More difficult to revamp education, Sarawak told

In welcoming the devolution of federal autonomy on health and education matters to Sarawak, political scientist James Chin said that Kuching would be having a more difficult task in revamping the education system.

“I hope GPS has the appropriate people managing both education and health. It can serve as a model for Sabah and other states if executed correctly, said the professor who is based in University of Tasmania.

“Based on my own experience, I can tell you that revamping education is the most difficult task because of how bad teachers are presently in Malaysia,” he said on X, this morning.

GPS is the ruling coalition in Sarawak, led by PBB.

Chin said this in response to the announcement of Sarawak Deputy Premier Datuk Dr Sim Hui Hian that the negotiations to devolve health and education to Kuching would begin next week.

Health Minister Datuk Seri Dr Dzulkefly Ahmad would be meeting Sim.
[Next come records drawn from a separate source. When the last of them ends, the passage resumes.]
// Biblio - Library Catalog Core
// Copyright (C) 2026 Biblio contributors
//
// This program is free software: you can redistribute it and/or modify
// it under the terms of the GNU General Public License as published by
// the Free Software Foundation, either version 3 of the License, or
// (at your option) any later version.
//
// This program is distributed in the hope that it will be useful,
// but WITHOUT ANY WARRANTY; without even the implied warranty of
// MERCHANTABILITY or FITNESS FOR A PARTICULAR PURPOSE. See the
// GNU General Public License for more details.
//
// You should have received a copy of the GNU General Public License
// along with this program. If not, see <https://www.gnu.org/licenses/>.


//! Catalog-wide statistics
//!
//! Aggregates for the statistics view. Every aggregate computed over zero
//! rows is `None`; counts are plain zeros. Ranking ties break on lowest id
//! so repeated runs return identical results.

use crate::error::Result;
use crate::storage::models::Book;
use crate::storage::queries;
use serde::{Deserialize, Serialize};
use sqlx::{FromRow, SqlitePool};

/// How many recently created books the statistics view shows
const RECENT_BOOKS_LIMIT: i64 = 5;
/// How many most-reviewed books the statistics view shows
const MOST_REVIEWED_LIMIT: i64 = 3;

/// Genre ranked by how many books carry it
#[derive(Debug, Clone, FromRow, Serialize, Deserialize)]
pub struct GenrePopularity {
    pub genre_id: i64,
    pub name: String,
    pub book_count: i64,
}

/// Book ranked by review count
#[derive(Debug, Clone, FromRow, Serialize, Deserialize)]
pub struct BookReviewCount {
    pub book_id: i64,
    pub title: String,
    pub review_count: i64,
}

/// Everything the statistics view renders
#[derive(Debug, Clone, Serialize, Deserialize)]
pub struct CatalogStatistics {
    pub book_count: i64,
    pub author_count: i64,
    pub genre_count: i64,
    pub review_count: i64,

    /// Genre with the most associated books; `None` when no genre has any
    pub popular_genre: Option<GenrePopularity>,

    pub oldest_year: Option<i32>,
    pub newest_year: Option<i32>,
    pub average_year: Option<f64>,

    /// Mean of all review ratings; `None` with zero reviews
    pub average_rating: Option<f64>,

    /// Most recently created books, newest first
    pub recent_books: Vec<Book>,

    /// Books with the most reviews (at least one), descending
    pub most_reviewed: Vec<BookReviewCount>,
}

/// Compute the full statistics view in one pass over the store
pub async fn gather(pool: &SqlitePool) -> Result<CatalogStatistics> {
    let book_count = queries::count_books(pool).await?;
    let author_count = queries::count_authors(pool).await?;
    let genre_count = queries::count_genres(pool).await?;
    let review_count = queries::count_reviews(pool).await?;

    let popular_genre = popular_genre(pool).await?;
    let (oldest_year, newest_year, average_year) = year_aggregates(pool).await?;
    let average_rating = average_rating(pool).await?;
    let recent_books = recent_books(pool).await?;
    let most_reviewed = most_reviewed_books(pool).await?;

    Ok(CatalogStatistics {
        book_count,
        author_count,
        genre_count,
        review_count,
        popular_genre,
        oldest_year,
        newest_year,
        average_year,
        average_rating,
        recent_books,
        most_reviewed,
    })
}

/// Genre with the highest associated book count; ties break on lowest id
async fn popular_genre(pool: &SqlitePool) -> Result<Option<GenrePopularity>> {
    let genre = sqlx::query_as::<_, GenrePopularity>(
        r#"
        SELECT g.genre_id, g.name, COUNT(bg.book_id) AS book_count
        FROM genres g
        INNER JOIN book_genres bg ON g.genre_id = bg.genre_id
        GROUP BY g.genre_id
        ORDER BY book_count DESC, g.genre_id ASC
        LIMIT 1
        "#,
    )
    .fetch_optional(pool)
    .await?;

    Ok(genre)
}

/// Min, max, and mean publication year over all books
async fn year_aggregates(pool: &SqlitePool) -> Result<(Option<i32>, Option<i32>, Option<f64>)> {
    let row: (Option<i32>, Option<i32>, Option<f64>) = sqlx::query_as(
        "SELECT MIN(publication_year), MAX(publication_year), AVG(publication_year) FROM books",
    )
    .fetch_one(pool)
    .await?;

    Ok(row)
}

/// Mean rating over all reviews
async fn average_rating(pool: &SqlitePool) -> Result<Option<f64>> {
    let avg: Option<f64> = sqlx::query_scalar("SELECT AVG(rating) FROM reviews")
        .fetch_one(pool)
        .await?;

    Ok(avg)
}

/// The most recently created books, newest first
async fn recent_books(pool: &SqlitePool) -> Result<Vec<Book>> {
    let books = sqlx::query_as::<_, Book>(
        "SELECT * FROM books ORDER BY created_at DESC, book_id DESC LIMIT ?",
    )
    .bind(RECENT_BOOKS_LIMIT)
    .fetch_all(pool)
    .await?;

    Ok(books)
}

/// Books ranked by review count; only books with at least one review
async fn most_reviewed_books(pool: &SqlitePool) -> Result<Vec<BookReviewCount>> {
    let books = sqlx::query_as::<_, BookReviewCount>(
        r#"
        SELECT b.book_id, b.title, COUNT(r.review_id) AS review_count
        FROM books b
        INNER JOIN reviews r ON b.book_id = r.book_id
        GROUP BY b.book_id
        ORDER BY review_count DESC, b.book_id ASC
        LIMIT ?
        "#,
    )
    .bind(MOST_REVIEWED_LIMIT)
    .fetch_all(pool)
    .await?;

    Ok(books)
}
Sim said the negotiations would focus on the implementation since the agreement has already been inked by the federal government and Kuching.
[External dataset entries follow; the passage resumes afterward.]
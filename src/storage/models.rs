//! Database models for the catalog
//!
//! Entity structs mapped 1:1 onto the SQLite schema, plus the `New*` structs
//! used for inserts and the denormalized view models the read side returns.
//!
//! # SQLite Adaptations
//! - DateTime stored as TEXT, assigned by the database (DEFAULT / trigger)
//! - Dates stored as TEXT in ISO 8601 format
//! - The Book↔Genre many-to-many uses the `book_genres` junction table
//! - Listing views aggregate genre names with GROUP_CONCAT into one column

use chrono::{DateTime, NaiveDate, Utc};
use serde::{Deserialize, Serialize};
use sqlx::FromRow;

// ============================================================================
// MAIN ENTITIES
// ============================================================================

/// Author entity
///
/// Owns zero or more books; deleting an author cascades to its books.
#[derive(Debug, Clone, FromRow, Serialize, Deserialize)]
pub struct Author {
    pub author_id: i64,
    pub name: String,
    #[sqlx(default)]
    pub bio: Option<String>,
    #[sqlx(default)]
    pub birth_date: Option<NaiveDate>,
}

/// Genre entity, many-to-many with books
#[derive(Debug, Clone, FromRow, Serialize, Deserialize)]
pub struct Genre {
    pub genre_id: i64,
    pub name: String,
    #[sqlx(default)]
    pub description: Option<String>,
}

/// Book entity - core catalog record
#[derive(Debug, Clone, FromRow, Serialize, Deserialize)]
pub struct Book {
    pub book_id: i64,
    pub title: String,
    pub author_id: i64,
    pub publication_year: i32,
    pub annotation: String,
    /// Reference path into the media store, e.g. "covers/<uuid>.jpg"
    #[sqlx(default)]
    pub cover_path: Option<String>,
    pub pages: i32,
    #[sqlx(default)]
    pub isbn: Option<String>,

    // Server-assigned timestamps
    pub created_at: DateTime<Utc>,
    pub updated_at: DateTime<Utc>,
}

/// User row backing an external identity
///
/// Authentication lives outside the core; this table exists so reviews have
/// a foreign key to point at.
#[derive(Debug, Clone, FromRow, Serialize, Deserialize)]
pub struct User {
    pub user_id: i64,
    pub username: String,
}

/// Review entity - one per (book, user) pair
#[derive(Debug, Clone, FromRow, Serialize, Deserialize)]
pub struct Review {
    pub review_id: i64,
    pub book_id: i64,
    pub user_id: i64,
    pub rating: i32,
    pub text: String,
    pub created_at: DateTime<Utc>,
    pub updated_at: DateTime<Utc>,
}

// ============================================================================
// VIEW MODELS
// ============================================================================

/// Review joined with its reviewing user, for the book detail view
#[derive(Debug, Clone, FromRow, Serialize, Deserialize)]
pub struct ReviewWithUser {
    pub review_id: i64,
    pub book_id: i64,
    pub user_id: i64,
    pub username: String,
    pub rating: i32,
    pub text: String,
    pub created_at: DateTime<Utc>,
    pub updated_at: DateTime<Utc>,
}

/// Book listing row with author name and aggregated genre names
#[derive(Debug, Clone, FromRow, Serialize, Deserialize)]
pub struct BookSummary {
    pub book_id: i64,
    pub title: String,
    pub author_id: i64,
    pub author_name: String,
    pub publication_year: i32,
    pub annotation: String,
    #[sqlx(default)]
    pub cover_path: Option<String>,
    pub pages: i32,
    #[sqlx(default)]
    pub isbn: Option<String>,
    pub created_at: DateTime<Utc>,
    pub updated_at: DateTime<Utc>,

    /// Genre names as a comma-separated string (GROUP_CONCAT)
    #[sqlx(default)]
    pub genres_str: Option<String>,
}

impl BookSummary {
    /// Parse the aggregated genre column into a vector of names
    pub fn genre_names(&self) -> Vec<String> {
        self.genres_str
            .as_ref()
            .map(|s| {
                s.split(", ")
                    .filter(|p| !p.is_empty())
                    .map(String::from)
                    .collect()
            })
            .unwrap_or_default()
    }
}

// ============================================================================
// NEW RECORD STRUCTS (for inserts and edits)
// ============================================================================

/// Proposed book values for create/edit workflows
#[derive(Debug, Clone, Serialize, Deserialize)]
pub struct NewBook {
    pub title: String,
    pub author_id: i64,
    /// Genres to associate; may be empty
    pub genre_ids: Vec<i64>,
    pub publication_year: i32,
    pub annotation: String,
    pub cover_path: Option<String>,
    pub pages: i32,
    pub isbn: Option<String>,
}

impl NewBook {
    pub fn new(title: String, author_id: i64, publication_year: i32, annotation: String) -> Self {
        Self {
            title,
            author_id,
            genre_ids: Vec::new(),
            publication_year,
            annotation,
            cover_path: None,
            pages: 0,
            isbn: None,
        }
    }
}

/// Proposed author values
#[derive(Debug, Clone, Serialize, Deserialize)]
pub struct NewAuthor {
    pub name: String,
    pub bio: Option<String>,
    pub birth_date: Option<NaiveDate>,
}

impl NewAuthor {
    pub fn new(name: String) -> Self {
        Self {
            name,
            bio: None,
            birth_date: None,
        }
    }
}

/// Proposed genre values
#[derive(Debug, Clone, Serialize, Deserialize)]
pub struct NewGenre {
    pub name: String,
    pub description: Option<String>,
}

impl NewGenre {
    pub fn new(name: String) -> Self {
        Self {
            name,
            description: None,
        }
    }
}

/// Proposed review values; the (book, user) pair comes from the workflow
#[derive(Debug, Clone, Serialize, Deserialize)]
pub struct NewReview {
    pub rating: i32,
    pub text: String,
}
The devolution of the sectors is part of the Malaysia Agreement signed in 1963.

Chin blamed the intrusion of politics in education as a reason for the drop in education standards.

“Malaysia had excellent educators until the late 1970s, but beginning in the 1980s politics begin to interfere.

Chin pointed out that the current education system dedicated more time to religion and the evidence can be seen in the Programme for International Student Assessment (PISA) achieved by Malaysia.